» **WHAT IS EXPECTED**
Find each line below where the word "const" occurs, and copy it.

» **MATERIAL FOR THIS EXERCISE**
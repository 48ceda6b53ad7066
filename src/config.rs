//! Backend configuration parsed from environment variables.

pub const ENV_API_KEY: &str = "BAAS_API_KEY";
pub const ENV_AUTH_DOMAIN: &str = "BAAS_AUTH_DOMAIN";
pub const ENV_PROJECT_ID: &str = "BAAS_PROJECT_ID";
pub const ENV_STORAGE_BUCKET: &str = "BAAS_STORAGE_BUCKET";
pub const ENV_MESSAGING_SENDER_ID: &str = "BAAS_MESSAGING_SENDER_ID";
pub const ENV_APP_ID: &str = "BAAS_APP_ID";

/// Errors produced while building or validating a [`BackendConfig`].
#[derive(Debug, thiserror::Error)]
pub enum ConfigError {
    /// A required environment variable is not set.
    #[error("missing config: env var {var} not set")]
    MissingVar { var: &'static str },

    /// A required field is present but empty.
    #[error("config field `{field}` must not be empty")]
    EmptyField { field: &'static str },
}

/// Static configuration record identifying the hosted backend project.
#[derive(Debug, Clone, PartialEq, Eq, serde::Serialize, serde::Deserialize)]
#[serde(rename_all = "camelCase")]
pub struct BackendConfig {
    pub api_key: String,
    pub auth_domain: String,
    pub project_id: String,
    pub storage_bucket: String,
    pub messaging_sender_id: String,
    pub app_id: String,
}

impl BackendConfig {
    /// Build typed backend config from environment variables.
    ///
    /// Required:
    /// - `BAAS_API_KEY`
    /// - `BAAS_PROJECT_ID`
    ///
    /// Optional:
    /// - `BAAS_AUTH_DOMAIN`: default `<project>.firebaseapp.com`
    /// - `BAAS_STORAGE_BUCKET`: default `<project>.firebasestorage.app`
    /// - `BAAS_MESSAGING_SENDER_ID`: default empty
    /// - `BAAS_APP_ID`: default empty
    pub fn from_env() -> Result<Self, ConfigError> {
        let api_key = required_var(ENV_API_KEY)?;
        let project_id = required_var(ENV_PROJECT_ID)?;

        let auth_domain = optional_var(ENV_AUTH_DOMAIN).unwrap_or_else(|| default_auth_domain(&project_id));
        let storage_bucket = optional_var(ENV_STORAGE_BUCKET).unwrap_or_else(|| default_storage_bucket(&project_id));
        let messaging_sender_id = optional_var(ENV_MESSAGING_SENDER_ID).unwrap_or_default();
        let app_id = optional_var(ENV_APP_ID).unwrap_or_default();

        let config = Self { api_key, auth_domain, project_id, storage_bucket, messaging_sender_id, app_id };
        config.validate()?;
        Ok(config)
    }

    /// Reject records whose identifying fields are blank.
    pub fn validate(&self) -> Result<(), ConfigError> {
        let required = [("apiKey", &self.api_key), ("authDomain", &self.auth_domain), ("projectId", &self.project_id)];
        for (field, value) in required {
            if value.trim().is_empty() {
                return Err(ConfigError::EmptyField { field });
            }
        }
        Ok(())
    }
}

fn required_var(var: &'static str) -> Result<String, ConfigError> {
    std::env::var(var).map_err(|_| ConfigError::MissingVar { var })
}

fn optional_var(var: &str) -> Option<String> {
    match std::env::var(var) {
        Ok(v) if !v.trim().is_empty() => Some(v),
        _ => None,
    }
}

fn default_auth_domain(project_id: &str) -> String {
    format!("{project_id}.firebaseapp.com")
}

fn default_storage_bucket(project_id: &str) -> String {
    format!("{project_id}.firebasestorage.app")
}

#[cfg(test)]
#[path = "config_test.rs"]
mod tests;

» **RESPONSE FOR THIS EXERCISE**
pub const ENV_API_KEY: &str = "BAAS_API_KEY";
pub const ENV_AUTH_DOMAIN: &str = "BAAS_AUTH_DOMAIN";
pub const ENV_PROJECT_ID: &str = "BAAS_PROJECT_ID";
pub const ENV_STORAGE_BUCKET: &str = "BAAS_STORAGE_BUCKET";
pub const ENV_MESSAGING_SENDER_ID: &str = "BAAS_MESSAGING_SENDER_ID";
pub const ENV_APP_ID: &str = "BAAS_APP_ID";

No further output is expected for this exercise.